- **REQUIRED WORK**:
Write out the records below word for word, please.

RECORDS PROVIDED section start

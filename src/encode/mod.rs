/*
 * Copyright 2019-2020 Wren Powell
 *
 * Licensed under the Apache License, Version 2.0 (the "License");
 * you may not use this file except in compliance with the License.
 * You may obtain a copy of the License at
 *
 *     http://www.apache.org/licenses/LICENSE-2.0
 *
 * Unless required by applicable law or agreed to in writing, software
 * distributed under the License is distributed on an "AS IS" BASIS,
 * WITHOUT WARRANTIES OR CONDITIONS OF ANY KIND, either express or implied.
 * See the License for the specific language governing permissions and
 * limitations under the License.
 */

//! On-disk encodings for the chunk engine's bookkeeping structures.

mod chunk_name;
mod index_map;

pub use chunk_name::{chunk_id_to_name, ChunkNameEncoder};
pub use index_map::{IndexMap, IndexMapEntry};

RECORDS PROVIDED section end

- **WORKED SOLUTION**:
filename src/encode/mod.rs
/*
 * Copyright 2019-2020 Wren Powell
 *
 * Licensed under the Apache License, Version 2.0 (the "License");
 * you may not use this file except in compliance with the License.
 * You may obtain a copy of the License at
 *
 *     http://www.apache.org/licenses/LICENSE-2.0
 *
 * Unless required by applicable law or agreed to in writing, software
 * distributed under the License is distributed on an "AS IS" BASIS,
 * WITHOUT WARRANTIES OR CONDITIONS OF ANY KIND, either express or implied.
 * See the License for the specific language governing permissions and
 * limitations under the License.
 */

//! On-disk encodings for the chunk engine's bookkeeping structures.

mod chunk_name;
mod index_map;

pub use chunk_name::{chunk_id_to_name, ChunkNameEncoder};
pub use index_map::{IndexMap, IndexMapEntry};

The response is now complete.